## PROBLEM REQUIREMENTS:
Scan the records that follow, and whenever a line has the word "into", copy it.

☆ ☆ ☆ ☆ ☆

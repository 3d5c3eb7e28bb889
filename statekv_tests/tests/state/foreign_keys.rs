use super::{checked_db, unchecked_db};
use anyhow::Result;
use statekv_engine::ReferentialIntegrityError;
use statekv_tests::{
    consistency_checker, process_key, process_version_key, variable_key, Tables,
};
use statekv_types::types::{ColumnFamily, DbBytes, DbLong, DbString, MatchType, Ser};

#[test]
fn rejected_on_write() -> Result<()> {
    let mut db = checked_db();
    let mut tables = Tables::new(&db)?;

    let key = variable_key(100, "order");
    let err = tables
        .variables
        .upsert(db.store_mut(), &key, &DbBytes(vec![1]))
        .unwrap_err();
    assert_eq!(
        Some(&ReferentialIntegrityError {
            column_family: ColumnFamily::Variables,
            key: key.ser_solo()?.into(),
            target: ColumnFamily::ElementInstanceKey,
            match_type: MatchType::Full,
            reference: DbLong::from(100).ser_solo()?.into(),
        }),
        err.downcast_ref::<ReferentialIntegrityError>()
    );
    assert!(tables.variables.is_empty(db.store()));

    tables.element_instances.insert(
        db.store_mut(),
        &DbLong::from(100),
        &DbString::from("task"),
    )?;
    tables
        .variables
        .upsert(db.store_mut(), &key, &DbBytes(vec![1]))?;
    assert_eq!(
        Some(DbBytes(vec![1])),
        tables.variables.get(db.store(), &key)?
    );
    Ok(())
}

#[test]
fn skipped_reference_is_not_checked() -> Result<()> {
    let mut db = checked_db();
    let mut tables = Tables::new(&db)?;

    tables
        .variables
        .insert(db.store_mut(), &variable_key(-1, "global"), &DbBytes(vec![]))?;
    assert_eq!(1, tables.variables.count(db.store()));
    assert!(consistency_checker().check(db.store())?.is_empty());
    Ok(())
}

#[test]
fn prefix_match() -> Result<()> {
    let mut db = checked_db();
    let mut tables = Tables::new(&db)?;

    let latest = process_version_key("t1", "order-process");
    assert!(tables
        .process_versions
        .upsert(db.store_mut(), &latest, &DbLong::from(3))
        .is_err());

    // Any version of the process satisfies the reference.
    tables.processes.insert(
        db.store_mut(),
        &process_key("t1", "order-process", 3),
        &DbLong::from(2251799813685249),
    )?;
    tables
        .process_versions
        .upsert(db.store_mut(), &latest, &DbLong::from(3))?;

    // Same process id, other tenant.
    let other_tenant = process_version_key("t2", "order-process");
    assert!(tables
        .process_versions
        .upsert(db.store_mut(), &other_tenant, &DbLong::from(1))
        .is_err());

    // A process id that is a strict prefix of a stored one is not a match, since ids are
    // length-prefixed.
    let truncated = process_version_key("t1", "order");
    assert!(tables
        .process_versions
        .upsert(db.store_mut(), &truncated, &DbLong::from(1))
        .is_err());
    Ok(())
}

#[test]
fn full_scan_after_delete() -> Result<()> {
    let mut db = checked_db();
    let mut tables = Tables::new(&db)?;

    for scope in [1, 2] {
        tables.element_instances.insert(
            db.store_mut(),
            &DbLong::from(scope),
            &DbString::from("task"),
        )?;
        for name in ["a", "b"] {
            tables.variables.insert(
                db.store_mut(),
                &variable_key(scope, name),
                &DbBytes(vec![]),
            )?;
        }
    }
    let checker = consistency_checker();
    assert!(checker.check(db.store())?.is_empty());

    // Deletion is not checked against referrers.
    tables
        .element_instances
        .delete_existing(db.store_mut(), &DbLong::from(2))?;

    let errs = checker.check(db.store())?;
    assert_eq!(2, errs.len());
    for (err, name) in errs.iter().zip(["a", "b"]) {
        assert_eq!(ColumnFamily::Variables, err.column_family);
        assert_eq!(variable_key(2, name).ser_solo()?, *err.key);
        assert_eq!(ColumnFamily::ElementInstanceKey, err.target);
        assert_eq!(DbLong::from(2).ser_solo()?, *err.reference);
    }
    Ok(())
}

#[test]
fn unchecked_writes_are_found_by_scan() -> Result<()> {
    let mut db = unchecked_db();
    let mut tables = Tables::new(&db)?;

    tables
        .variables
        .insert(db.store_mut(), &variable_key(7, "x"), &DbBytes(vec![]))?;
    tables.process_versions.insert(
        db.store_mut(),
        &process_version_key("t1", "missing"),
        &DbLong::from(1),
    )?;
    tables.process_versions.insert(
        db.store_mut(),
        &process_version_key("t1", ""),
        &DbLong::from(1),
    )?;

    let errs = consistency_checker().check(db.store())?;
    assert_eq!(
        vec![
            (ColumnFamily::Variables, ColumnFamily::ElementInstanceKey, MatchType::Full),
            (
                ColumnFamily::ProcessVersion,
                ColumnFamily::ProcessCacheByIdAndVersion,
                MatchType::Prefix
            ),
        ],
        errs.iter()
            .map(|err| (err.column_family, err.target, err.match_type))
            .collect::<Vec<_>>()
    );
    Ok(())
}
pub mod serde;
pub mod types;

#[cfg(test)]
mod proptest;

☆ ☆ ☆ ☆ ☆

## WRITTEN SOLUTION:
            key: key.ser_solo()?.into(),
            reference: DbLong::from(100).ser_solo()?.into(),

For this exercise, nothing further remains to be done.